MATERIAL SUPPLIED:
[Start of section]
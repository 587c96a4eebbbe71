//! Authentication adapters.
//!
//! Implementations of the `SessionValidator` port:
//!
//! - `static_validator` - fixed token table for development and tests

mod static_validator;

pub use static_validator::StaticSessionValidator;
//! Static token table session validator.
//!
//! Maps fixed bearer tokens to users. Meant for development and tests, where
//! running a real identity provider is not worth it. Tokens come from the
//! `auth.static_tokens` setting as comma-separated `token:user_id` pairs:
//!
//! ```text
//! NOTIFICATION_RELAY__AUTH__STATIC_TOKENS="dev-alice:alice,dev-bob:bob"
//! ```

use std::collections::HashMap;
use std::sync::{PoisonError, RwLock};

use async_trait::async_trait;

use crate::domain::foundation::{AuthError, AuthenticatedUser, UserId, ValidationError};
use crate::ports::SessionValidator;

/// Session validator backed by an in-memory token table.
///
/// Tokens not in the table return `InvalidToken`.
#[derive(Debug, Default)]
pub struct StaticSessionValidator {
    tokens: RwLock<HashMap<String, AuthenticatedUser>>,
    force_error: RwLock<Option<AuthError>>,
}

impl StaticSessionValidator {
    /// Creates an empty validator that rejects every token.
    pub fn new() -> Self {
        Self::default()
    }

    /// Builds a validator from `token:user_id` pairs separated by commas.
    ///
    /// Blank entries are skipped. An entry without a `:` or with an empty
    /// token or user id is a validation error.
    pub fn from_entries(entries: &str) -> Result<Self, ValidationError> {
        let validator = Self::new();

        for entry in entries.split(',').map(str::trim).filter(|e| !e.is_empty()) {
            let (token, user_id) = entry.split_once(':').ok_or_else(|| {
                ValidationError::invalid_format("static_tokens", "expected token:user_id")
            })?;
            let token = token.trim();
            if token.is_empty() {
                return Err(ValidationError::empty_field("static_tokens.token"));
            }
            let user_id = UserId::new(user_id.trim())?;
            validator.add_token(token, AuthenticatedUser::new(user_id, None));
        }

        Ok(validator)
    }

    /// Adds a valid token that maps to a user.
    pub fn with_user(self, token: impl Into<String>, user: AuthenticatedUser) -> Self {
        self.add_token(token, user);
        self
    }

    /// Forces all validations to return the specified error.
    pub fn with_error(self, error: AuthError) -> Self {
        *self
            .force_error
            .write()
            .unwrap_or_else(PoisonError::into_inner) = Some(error);
        self
    }

    /// Registers a new valid token at runtime.
    pub fn add_token(&self, token: impl Into<String>, user: AuthenticatedUser) {
        self.tokens
            .write()
            .unwrap_or_else(PoisonError::into_inner)
            .insert(token.into(), user);
    }

    /// Removes a token, making it invalid.
    pub fn remove_token(&self, token: &str) {
        self.tokens
            .write()
            .unwrap_or_else(PoisonError::into_inner)
            .remove(token);
    }

    /// Returns the number of registered valid tokens.
    pub fn token_count(&self) -> usize {
        self.tokens
            .read()
            .unwrap_or_else(PoisonError::into_inner)
            .len()
    }
}

#[async_trait]
impl SessionValidator for StaticSessionValidator {
    async fn validate(&self, token: &str) -> Result<AuthenticatedUser, AuthError> {
        if let Some(error) = self
            .force_error
            .read()
            .unwrap_or_else(PoisonError::into_inner)
            .clone()
        {
            return Err(error);
        }

        self.tokens
            .read()
            .unwrap_or_else(PoisonError::into_inner)
            .get(token)
            .cloned()
            .ok_or(AuthError::InvalidToken)
    }
}

#[cfg(test)]
mod tests {
    use super::*;

    fn user(id: &str) -> AuthenticatedUser {
        AuthenticatedUser::new(UserId::new(id).unwrap(), Some(format!("User {}", id)))
    }

    #[tokio::test]
    async fn returns_user_for_known_token() {
        let validator = StaticSessionValidator::new().with_user("valid-token", user("u1"));

        let result = validator.validate("valid-token").await.unwrap();
        assert_eq!(result.id.as_str(), "u1");
    }

    #[tokio::test]
    async fn rejects_unknown_token() {
        let validator = StaticSessionValidator::new();

        assert!(matches!(
            validator.validate("nope").await,
            Err(AuthError::InvalidToken)
        ));
    }

    #[tokio::test]
    async fn forced_error_wins_over_table() {
        let validator = StaticSessionValidator::new()
            .with_user("valid-token", user("u1"))
            .with_error(AuthError::TokenExpired);

        assert!(matches!(
            validator.validate("valid-token").await,
            Err(AuthError::TokenExpired)
        ));
    }

    #[tokio::test]
    async fn parses_entries() {
        let validator =
            StaticSessionValidator::from_entries(" dev-alice:alice , dev-bob:bob,").unwrap();

        assert_eq!(validator.token_count(), 2);
        assert_eq!(
            validator.validate("dev-bob").await.unwrap().id.as_str(),
            "bob"
        );
    }

    #[test]
    fn empty_entries_give_empty_table() {
        assert_eq!(StaticSessionValidator::from_entries("").unwrap().token_count(), 0);
    }

    #[test]
    fn malformed_entries_are_rejected() {
        assert!(StaticSessionValidator::from_entries("no-separator").is_err());
        assert!(StaticSessionValidator::from_entries(":alice").is_err());
        assert!(StaticSessionValidator::from_entries("token:").is_err());
    }

    #[tokio::test]
    async fn removed_token_becomes_invalid() {
        let validator = StaticSessionValidator::new().with_user("t", user("u1"));
        validator.remove_token("t");

        assert!(validator.validate("t").await.is_err());
    }
}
[End of section]
Repeat, exactly as they stand above, the lines from the line with "with an empty" to the line with "let validator = Self::new();", both lines included.

    /// Blank entries are skipped. An entry without a `:` or with an empty
    /// token or user id is a validation error.
    pub fn from_entries(entries: &str) -> Result<Self, ValidationError> {
        let validator = Self::new();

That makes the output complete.